Top of SUPPLIED ENTRIES
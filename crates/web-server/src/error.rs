use axum::{
    http::StatusCode,
    response::{IntoResponse, Response},
    Json,
};
use database::DbError;
use serde_json::json;
use thiserror::Error;

#[derive(Error, Debug)]
pub enum AppError {
    #[error("Invalid ID")]
    InvalidId,
    #[error("{0}")]
    BadRequest(String),
    #[error("Database error: {0}")]
    Database(#[from] DbError),
}

/// Converts our custom `AppError` into an HTTP response.
impl IntoResponse for AppError {
    fn into_response(self) -> Response {
        let (status, error_message) = match self {
            AppError::InvalidId => (StatusCode::BAD_REQUEST, "Invalid ID".to_string()),
            AppError::BadRequest(message) => (StatusCode::BAD_REQUEST, message),
            AppError::Database(DbError::NotFound) => {
                (StatusCode::NOT_FOUND, "Student not found".to_string())
            }
            AppError::Database(db_err) => {
                tracing::error!(error = ?db_err, "Database error.");
                // The raw driver text reaches the client unmapped; that is
                // part of the service contract.
                (StatusCode::INTERNAL_SERVER_ERROR, db_err.to_string())
            }
        };

        let body = Json(json!({ "error": error_message }));
        (status, body).into_response()
    }
}
use configuration::Settings;
use tracing_subscriber::EnvFilter;

/// The main entry point for the roster service.
#[tokio::main]
async fn main() -> anyhow::Result<()> {
    // Load environment variables from a .env file, if one exists.
    dotenvy::dotenv().ok();

    tracing_subscriber::fmt()
        .with_env_filter(
            EnvFilter::try_from_default_env().unwrap_or_else(|_| EnvFilter::new("info")),
        )
        .init();

    // Read DB_* and PORT from the process environment. A missing or
    // malformed value is fatal; there is no degraded mode.
    let settings = Settings::load()?;

    web_server::run_server(settings).await
}
use crate::DbError;
use async_trait::async_trait;
use chrono::{DateTime, Utc};
use serde::{Deserialize, Serialize};
use sqlx::postgres::PgPool;
use sqlx::FromRow;

/// A row from the `mst_student` table.
///
/// The `id` is caller-supplied, never generated; uniqueness is enforced only
/// by the table's constraint, not by application logic.
#[derive(Debug, Clone, PartialEq, Eq, FromRow, Serialize, Deserialize)]
pub struct Student {
    pub id: i32,
    pub name: String,
    pub email: String,
    pub address: String,
    pub birth_date: DateTime<Utc>,
    pub gender: String,
}

/// The storage contract the handler layer depends on.
///
/// This trait is the seam between the web server and the database, allowing
/// the underlying implementation (live repository or in-memory substitute)
/// to be swapped out.
#[async_trait]
pub trait StudentStore: Send + Sync {
    /// Fetches every student row, in storage iteration order.
    async fn list(&self) -> Result<Vec<Student>, DbError>;

    /// Fetches the single student with the given id.
    ///
    /// Returns [`DbError::NotFound`] when no row matches; any other failure
    /// is a [`DbError::QueryError`].
    async fn get(&self, id: i32) -> Result<Student, DbError>;

    /// Inserts a full record, including the caller-supplied id.
    async fn insert(&self, student: &Student) -> Result<(), DbError>;

    /// Replaces every non-id column of the row with the given id.
    async fn update(&self, id: i32, student: &Student) -> Result<(), DbError>;

    /// Deletes the row with the given id.
    async fn delete(&self, id: i32) -> Result<(), DbError>;
}

/// The PostgreSQL-backed implementation of [`StudentStore`]. It encapsulates
/// all SQL queries and holds the shared connection pool.
#[derive(Debug, Clone)]
pub struct StudentRepository {
    pool: PgPool,
}

impl StudentRepository {
    /// Creates a new `StudentRepository` with a shared database connection pool.
    pub fn new(pool: PgPool) -> Self {
        Self { pool }
    }
}

#[async_trait]
impl StudentStore for StudentRepository {
    async fn list(&self) -> Result<Vec<Student>, DbError> {
        // No ORDER BY: callers see storage iteration order.
        let students = sqlx::query_as::<_, Student>(
            "SELECT id, name, email, address, birth_date, gender FROM mst_student",
        )
        .fetch_all(&self.pool)
        .await?;

        Ok(students)
    }

    async fn get(&self, id: i32) -> Result<Student, DbError> {
        let student = sqlx::query_as::<_, Student>(
            "SELECT id, name, email, address, birth_date, gender FROM mst_student WHERE id = $1",
        )
        .bind(id)
        .fetch_one(&self.pool)
        .await
        .map_err(|e| {
            if let sqlx::Error::RowNotFound = e {
                DbError::NotFound
            } else {
                e.into()
            }
        })?;

        Ok(student)
    }

    async fn insert(&self, student: &Student) -> Result<(), DbError> {
        // No duplicate-id pre-check: a unique-constraint violation surfaces
        // as a query error from the driver.
        sqlx::query(
            "INSERT INTO mst_student (id, name, email, address, birth_date, gender) \
             VALUES ($1, $2, $3, $4, $5, $6)",
        )
        .bind(student.id)
        .bind(&student.name)
        .bind(&student.email)
        .bind(&student.address)
        .bind(student.birth_date)
        .bind(&student.gender)
        .execute(&self.pool)
        .await?;

        Ok(())
    }

    async fn update(&self, id: i32, student: &Student) -> Result<(), DbError> {
        // The affected-row count is deliberately ignored: updating an id
        // that does not exist succeeds without touching storage.
        sqlx::query(
            "UPDATE mst_student SET name = $2, email = $3, address = $4, \
             birth_date = $5, gender = $6 WHERE id = $1",
        )
        .bind(id)
        .bind(&student.name)
        .bind(&student.email)
        .bind(&student.address)
        .bind(student.birth_date)
        .bind(&student.gender)
        .execute(&self.pool)
        .await?;

        Ok(())
    }

    async fn delete(&self, id: i32) -> Result<(), DbError> {
        // Idempotent for the same reason: no affected-row check.
        sqlx::query("DELETE FROM mst_student WHERE id = $1")
            .bind(id)
            .execute(&self.pool)
            .await?;

        Ok(())
    }
}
Bottom of SUPPLIED ENTRIES
*AIM OF THE EXERCISE*
All lines in the preceding records that hold the word "email" need to be copied.

*ANSWER AREA*
    pub email: String,
            "SELECT id, name, email, address, birth_date, gender FROM mst_student",
            "SELECT id, name, email, address, birth_date, gender FROM mst_student WHERE id = $1",
            "INSERT INTO mst_student (id, name, email, address, birth_date, gender) \
        .bind(&student.email)
            "UPDATE mst_student SET name = $2, email = $3, address = $4, \
        .bind(&student.email)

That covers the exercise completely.